• _What is needed_: Run through the records and, wherever a line holds the word "derive", return that line.

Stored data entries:

....

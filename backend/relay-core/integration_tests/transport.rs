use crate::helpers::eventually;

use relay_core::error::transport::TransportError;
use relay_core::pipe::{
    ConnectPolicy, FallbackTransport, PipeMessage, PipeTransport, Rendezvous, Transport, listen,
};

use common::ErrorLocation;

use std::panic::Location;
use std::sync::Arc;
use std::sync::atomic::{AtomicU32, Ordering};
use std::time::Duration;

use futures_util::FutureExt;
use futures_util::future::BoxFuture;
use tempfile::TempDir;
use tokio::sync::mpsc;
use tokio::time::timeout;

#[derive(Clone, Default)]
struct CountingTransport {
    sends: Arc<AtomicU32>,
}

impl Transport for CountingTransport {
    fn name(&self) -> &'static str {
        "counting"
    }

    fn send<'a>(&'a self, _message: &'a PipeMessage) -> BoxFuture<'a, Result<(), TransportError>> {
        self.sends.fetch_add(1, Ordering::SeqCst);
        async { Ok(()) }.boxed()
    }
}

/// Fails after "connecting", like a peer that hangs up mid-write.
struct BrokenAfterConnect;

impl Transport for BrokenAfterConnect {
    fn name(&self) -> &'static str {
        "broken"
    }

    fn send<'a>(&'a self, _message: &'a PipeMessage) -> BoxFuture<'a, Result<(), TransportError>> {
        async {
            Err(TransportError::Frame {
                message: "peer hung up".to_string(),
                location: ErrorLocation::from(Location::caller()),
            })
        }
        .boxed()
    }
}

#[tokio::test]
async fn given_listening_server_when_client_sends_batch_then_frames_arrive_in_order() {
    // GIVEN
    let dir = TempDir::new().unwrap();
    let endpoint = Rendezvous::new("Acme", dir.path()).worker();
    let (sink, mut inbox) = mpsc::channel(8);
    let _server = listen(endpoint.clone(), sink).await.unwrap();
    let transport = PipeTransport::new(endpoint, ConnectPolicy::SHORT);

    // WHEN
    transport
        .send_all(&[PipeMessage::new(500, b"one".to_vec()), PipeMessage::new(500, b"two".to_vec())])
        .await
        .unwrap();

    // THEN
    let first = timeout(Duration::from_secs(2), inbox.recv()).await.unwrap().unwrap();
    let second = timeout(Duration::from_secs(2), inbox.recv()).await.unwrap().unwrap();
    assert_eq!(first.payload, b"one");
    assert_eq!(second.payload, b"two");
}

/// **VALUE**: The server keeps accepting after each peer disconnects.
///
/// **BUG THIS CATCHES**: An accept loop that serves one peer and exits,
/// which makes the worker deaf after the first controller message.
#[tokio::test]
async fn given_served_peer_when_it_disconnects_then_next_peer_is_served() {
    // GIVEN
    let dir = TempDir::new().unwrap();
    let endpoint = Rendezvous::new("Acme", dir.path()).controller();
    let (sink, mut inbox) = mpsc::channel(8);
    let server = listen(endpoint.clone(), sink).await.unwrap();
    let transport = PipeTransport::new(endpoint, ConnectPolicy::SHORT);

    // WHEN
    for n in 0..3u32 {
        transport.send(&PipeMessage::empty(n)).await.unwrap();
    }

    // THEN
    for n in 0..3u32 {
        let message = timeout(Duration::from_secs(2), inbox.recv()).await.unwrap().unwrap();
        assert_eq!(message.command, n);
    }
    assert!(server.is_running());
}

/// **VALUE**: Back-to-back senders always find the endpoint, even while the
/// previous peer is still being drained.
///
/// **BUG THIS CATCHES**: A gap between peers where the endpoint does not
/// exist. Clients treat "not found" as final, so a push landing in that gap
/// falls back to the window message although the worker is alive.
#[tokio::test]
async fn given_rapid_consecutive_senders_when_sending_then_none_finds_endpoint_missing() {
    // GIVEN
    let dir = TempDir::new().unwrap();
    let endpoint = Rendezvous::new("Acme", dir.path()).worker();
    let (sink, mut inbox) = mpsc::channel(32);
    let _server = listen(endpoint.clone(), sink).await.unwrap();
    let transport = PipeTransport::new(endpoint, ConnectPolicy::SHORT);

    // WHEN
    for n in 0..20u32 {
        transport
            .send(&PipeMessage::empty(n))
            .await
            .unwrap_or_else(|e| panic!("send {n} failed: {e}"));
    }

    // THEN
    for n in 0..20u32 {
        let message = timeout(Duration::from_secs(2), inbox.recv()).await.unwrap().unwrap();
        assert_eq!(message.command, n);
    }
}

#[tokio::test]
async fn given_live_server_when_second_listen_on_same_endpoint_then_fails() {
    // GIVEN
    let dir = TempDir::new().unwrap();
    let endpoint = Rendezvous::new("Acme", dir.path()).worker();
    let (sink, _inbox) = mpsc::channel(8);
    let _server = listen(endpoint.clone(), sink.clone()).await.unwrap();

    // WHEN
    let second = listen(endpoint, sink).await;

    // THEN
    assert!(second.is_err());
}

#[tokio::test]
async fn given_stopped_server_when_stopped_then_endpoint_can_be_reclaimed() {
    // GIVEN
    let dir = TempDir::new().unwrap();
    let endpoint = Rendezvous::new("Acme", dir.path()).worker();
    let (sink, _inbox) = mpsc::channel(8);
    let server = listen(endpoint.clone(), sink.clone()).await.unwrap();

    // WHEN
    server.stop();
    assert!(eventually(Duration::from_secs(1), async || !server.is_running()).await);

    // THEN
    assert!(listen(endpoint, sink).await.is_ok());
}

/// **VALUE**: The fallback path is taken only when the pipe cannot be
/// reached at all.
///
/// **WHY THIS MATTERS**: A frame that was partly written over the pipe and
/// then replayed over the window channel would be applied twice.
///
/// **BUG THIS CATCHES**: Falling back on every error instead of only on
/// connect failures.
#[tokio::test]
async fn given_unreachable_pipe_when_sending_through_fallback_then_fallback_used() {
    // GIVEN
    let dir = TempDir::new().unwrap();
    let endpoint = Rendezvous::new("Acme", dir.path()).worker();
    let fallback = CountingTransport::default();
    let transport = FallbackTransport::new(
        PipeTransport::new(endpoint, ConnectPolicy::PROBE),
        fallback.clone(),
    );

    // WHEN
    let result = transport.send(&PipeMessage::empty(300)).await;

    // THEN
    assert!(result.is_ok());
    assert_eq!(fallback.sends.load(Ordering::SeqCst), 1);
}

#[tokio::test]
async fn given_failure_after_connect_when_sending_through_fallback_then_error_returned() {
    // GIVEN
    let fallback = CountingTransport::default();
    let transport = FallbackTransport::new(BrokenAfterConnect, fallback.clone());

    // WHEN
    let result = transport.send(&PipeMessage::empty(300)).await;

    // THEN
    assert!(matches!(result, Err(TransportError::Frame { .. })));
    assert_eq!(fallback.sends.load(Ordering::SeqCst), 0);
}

....

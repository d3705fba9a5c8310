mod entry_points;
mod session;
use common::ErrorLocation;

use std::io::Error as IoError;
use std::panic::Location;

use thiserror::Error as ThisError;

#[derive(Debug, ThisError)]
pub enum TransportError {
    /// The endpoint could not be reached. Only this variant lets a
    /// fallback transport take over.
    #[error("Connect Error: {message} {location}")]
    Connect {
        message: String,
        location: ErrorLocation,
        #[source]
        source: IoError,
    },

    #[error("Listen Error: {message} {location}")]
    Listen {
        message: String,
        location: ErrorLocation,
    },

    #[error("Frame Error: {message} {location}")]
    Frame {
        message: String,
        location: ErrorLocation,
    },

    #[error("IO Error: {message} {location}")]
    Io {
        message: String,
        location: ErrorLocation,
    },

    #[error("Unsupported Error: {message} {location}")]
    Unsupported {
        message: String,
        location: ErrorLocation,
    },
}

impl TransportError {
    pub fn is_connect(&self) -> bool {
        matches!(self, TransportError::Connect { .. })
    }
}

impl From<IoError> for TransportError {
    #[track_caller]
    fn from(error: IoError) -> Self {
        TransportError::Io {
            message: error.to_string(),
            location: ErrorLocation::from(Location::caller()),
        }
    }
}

....

• _Task output_:
#[derive(Clone, Default)]
#[derive(Debug, ThisError)]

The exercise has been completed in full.